フィニッシャーとしての素質が疑われていた時期のハヴァーツなら、いかにも外してしまいそうなチャンスだったが、あのときの彼は完全に落ち着いて観えた。あれが彼の本来のクオリティであり、自信をつけることによってちゃんとそれを発揮する安定度が増している。トロサールのパスといい、ハヴァーツのフィニッシュといい、これも勢いのなせる技のように感じたものだ。

あとペナルティも。オーデガードもサカも、どちらのショットもファビアンスキに読まれても決まる強いショットで、あれは自信がなければ蹴れないボール。チームの勢いが反映されていたと云える。

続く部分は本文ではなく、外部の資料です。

//! Audit lifecycle record.
//!
//! # Responsibility
//! - Describe one invocation of an auditable operation.
//! - Own the status state machine (`STARTED -> SUCCESS | FAILURE`).
//!
//! # Invariants
//! - Terminal states are final; no transition leaves them.
//! - `created_at` is set once; `updated_at >= created_at` always holds.

use super::RecordId;
use serde::{Deserialize, Serialize};
use std::error::Error;
use std::fmt::{Display, Formatter};

/// Caller id and display name recorded for unauthenticated invocations.
pub const ANONYMOUS: &str = "Anonymous";

/// Lifecycle status of one audited invocation.
#[derive(Debug, Clone, Copy, PartialEq, Eq, Serialize, Deserialize)]
#[serde(rename_all = "SCREAMING_SNAKE_CASE")]
pub enum AuditStatus {
    Started,
    Success,
    Failure,
}

impl AuditStatus {
    pub fn as_str(self) -> &'static str {
        match self {
            Self::Started => "STARTED",
            Self::Success => "SUCCESS",
            Self::Failure => "FAILURE",
        }
    }

    pub fn parse(value: &str) -> Option<Self> {
        match value {
            "STARTED" => Some(Self::Started),
            "SUCCESS" => Some(Self::Success),
            "FAILURE" => Some(Self::Failure),
            _ => None,
        }
    }

    pub fn is_terminal(self) -> bool {
        !matches!(self, Self::Started)
    }
}

/// One row of the operation audit trail.
#[derive(Debug, Clone, PartialEq, Eq, Serialize, Deserialize)]
pub struct AuditRecord {
    /// Assigned by the audit store on first save.
    pub id: Option<RecordId>,
    pub caller_id: String,
    pub caller_name: String,
    /// Human label, or the method name when no label was supplied.
    pub operation: String,
    pub method: String,
    pub ip_address: String,
    pub status: AuditStatus,
    /// Unix epoch milliseconds.
    pub created_at: i64,
    /// Unix epoch milliseconds.
    pub updated_at: i64,
}

impl AuditRecord {
    /// Creates a `STARTED` record stamped at `now_ms`.
    pub fn started(
        caller_id: impl Into<String>,
        caller_name: impl Into<String>,
        operation: impl Into<String>,
        method: impl Into<String>,
        ip_address: impl Into<String>,
        now_ms: i64,
    ) -> Self {
        Self {
            id: None,
            caller_id: caller_id.into(),
            caller_name: caller_name.into(),
            operation: operation.into(),
            method: method.into(),
            ip_address: ip_address.into(),
            status: AuditStatus::Started,
            created_at: now_ms,
            updated_at: now_ms,
        }
    }

    /// Moves a `STARTED` record to a terminal status.
    ///
    /// `updated_at` never goes below `created_at`, even when the wall clock
    /// steps backwards between the two writes.
    pub fn complete(&mut self, status: AuditStatus, now_ms: i64) -> Result<(), AuditTransitionError> {
        if self.status.is_terminal() || !status.is_terminal() {
            return Err(AuditTransitionError {
                from: self.status,
                to: status,
            });
        }

        self.status = status;
        self.updated_at = now_ms.max(self.created_at);
        Ok(())
    }
}

/// Rejected audit status transition.
#[derive(Debug, Clone, Copy, PartialEq, Eq)]
pub struct AuditTransitionError {
    pub from: AuditStatus,
    pub to: AuditStatus,
}

impl Display for AuditTransitionError {
    fn fmt(&self, f: &mut Formatter<'_>) -> std::fmt::Result {
        write!(
            f,
            "illegal audit status transition {} -> {}",
            self.from.as_str(),
            self.to.as_str()
        )
    }
}

impl Error for AuditTransitionError {}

それとこの5ゴールで特筆すべきは、今回もゴールスコアラーが複数人でシェアされていること。

PLフォレスト、CLスポルティング、そして今回のPLウェストハム。合計13ゴールも決めながら、どのゴールも試合中ひとりに独占されていない。これは、去年のファインフォームだった時期にやっていたこと。このチームがひとりのスコアラーに頼らず、誰でもゴールできることを今回も示した。その意味では、いまは勢いだけでなく、過去の理想的な時期のイメージも取り戻している。

この試合でアーセナルはまたしても好循環をつづけることに成功した。

この試合から得る教訓

失点については、まあしょうがない。あのような試合展開で4-0にもなればもはや試合を殺したも同然で、誰だってそれまでと同じ集中力を維持するのは難しい。試合後のアルテタも選手たちを擁護する発言をしている。

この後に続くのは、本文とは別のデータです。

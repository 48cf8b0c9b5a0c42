//! `Entity` mappings for the records tables.

use super::{Entity, StoreError, StoreResult};
use crate::model::department::Department;
use crate::model::employee::{Employee, EmploymentStatus};
use crate::model::RecordId;
use rusqlite::types::Value;
use rusqlite::Row;

impl Entity for Department {
    const TABLE: &'static str = "departments";
    const COLUMNS: &'static [&'static str] = &["name"];

    fn id(&self) -> Option<RecordId> {
        self.id
    }

    fn assign_id(&mut self, id: RecordId) {
        self.id = Some(id);
    }

    fn check_insertable(&self) -> Result<(), String> {
        self.validate().map_err(|err| err.to_string())
    }

    fn insert_values(&self) -> Vec<Value> {
        vec![Value::Text(self.name.clone())]
    }

    fn from_row(row: &Row<'_>) -> StoreResult<Self> {
        Ok(Self {
            id: Some(row.get("id")?),
            name: row.get("name")?,
            created_at: row.get("created_at")?,
            updated_at: row.get("updated_at")?,
        })
    }
}

impl Entity for Employee {
    const TABLE: &'static str = "employees";
    const COLUMNS: &'static [&'static str] = &[
        "full_name",
        "employee_number",
        "job_title",
        "employment_status",
        "address",
        "phone",
        "email",
        "department_id",
    ];

    fn id(&self) -> Option<RecordId> {
        self.id
    }

    fn assign_id(&mut self, id: RecordId) {
        self.id = Some(id);
    }

    fn check_insertable(&self) -> Result<(), String> {
        self.validate().map_err(|err| err.to_string())
    }

    fn insert_values(&self) -> Vec<Value> {
        vec![
            Value::Text(self.full_name.clone()),
            Value::Integer(self.employee_number),
            Value::Text(self.job_title.clone()),
            Value::Text(self.employment_status.as_str().to_string()),
            Value::Text(self.address.clone()),
            Value::Text(self.phone.clone()),
            Value::Text(self.email.clone()),
            Value::Integer(self.department_id),
        ]
    }

    fn from_row(row: &Row<'_>) -> StoreResult<Self> {
        let status_text: String = row.get("employment_status")?;
        let employment_status = EmploymentStatus::parse(&status_text).ok_or_else(|| {
            StoreError::InvalidData(format!(
                "invalid employment status `{status_text}` in employees.employment_status"
            ))
        })?;

        Ok(Self {
            id: Some(row.get("id")?),
            full_name: row.get("full_name")?,
            employee_number: row.get("employee_number")?,
            job_title: row.get("job_title")?,
            employment_status,
            address: row.get("address")?,
            phone: row.get("phone")?,
            email: row.get("email")?,
            department_id: row.get("department_id")?,
            created_at: row.get("created_at")?,
            updated_at: row.get("updated_at")?,
        })
    }
}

ただ、教訓にする必要があるのは、あのハムの2ゴールで空気ががらりと変わったこと。あの空気をつくらせてはいけなかった。ほぼ敗けが決まったようなチームに少しでも希望を持たせてしまったことで、イージーなはずのタスクが突然劣勢になったかのようなタフなタスクになってしまった。心理状態というのは、パフォーマンスにかなり反映される。

しかし、彼らの1点めとなったWan-Bissakaのゴールはうまいことやられたが(ここはチームが完全にスウィッチオフしていた)、あのフリーキックからの2点めは、そもそもあのフリーキック自体の判定が誤審疑いが濃厚であり、せいぜいは1失点が妥当だっただろう。

だが、そんなことを云ってもあの程度の誤審はふつうにあるし、試合のなかで理不尽なことはつねに起きる。アーセナルはやはり大量ゴールを奪っても守備の集中は切らすべきではなかった。

アーセナルはあの展開が前半終了間際でHTを挟んだことに救われた部分もあるだろう。リセットする時間を得られた。もし、この彼らの追い上げが後半のなかだったら、試合終了までもっとキツかったはず。5-2が5-3にでもなった日には、ホームチームは奇跡を信じてしまっただろう。そしてチームにはその信念でブーストがかかる。

そういう流れで始まった後半のWHUは、もうほとんど捨て身で、過剰にアグレッシヴになったのもアーセナルにはやっかいだった。失うものがなくなったものの強さというのはある。

ただでさえ、ビッグガビとカラフィオーリがフィットネス理由で下がったあと、トロサール、サカ、オーデガードが連続して相手の激しいプレイに倒れた。82分には、ノーファウルの正当なチャレンジとはいえ、ハヴァーツがかなり厳しいスライディングタックルをくらった。あれも危なかった。

試合後のアルテタによれば、サカもひとまず大丈夫というし、シリアスな問題は起きていないようだが、この後半を観ていて、もし重要な選手がまたケガをするようなら、この勢いは簡単に崩れるかもしれないとちょっと不安になった。オーデガードはもちろん、サカ、ハヴァーツ、ガブリエルの誰かがケガしてつぎのマンUに出られなかったら、それだけでチームは大打撃だろう。

したがって、この試合から得るべき教訓は、試合中なにが起きても集中を切らさないこと。リードしたらしたで、たっぷり時間をかけてダークアーツすればいいのだ。そして、ケガをしないこと。そっちは気をつけたってするんだから、気にしてもしょうがないけど。しかし、いまのこの勢いはフルスクワッドのうえに成り立っていることは、認識しておくべきのように思う。それは簡単に崩れてしまう。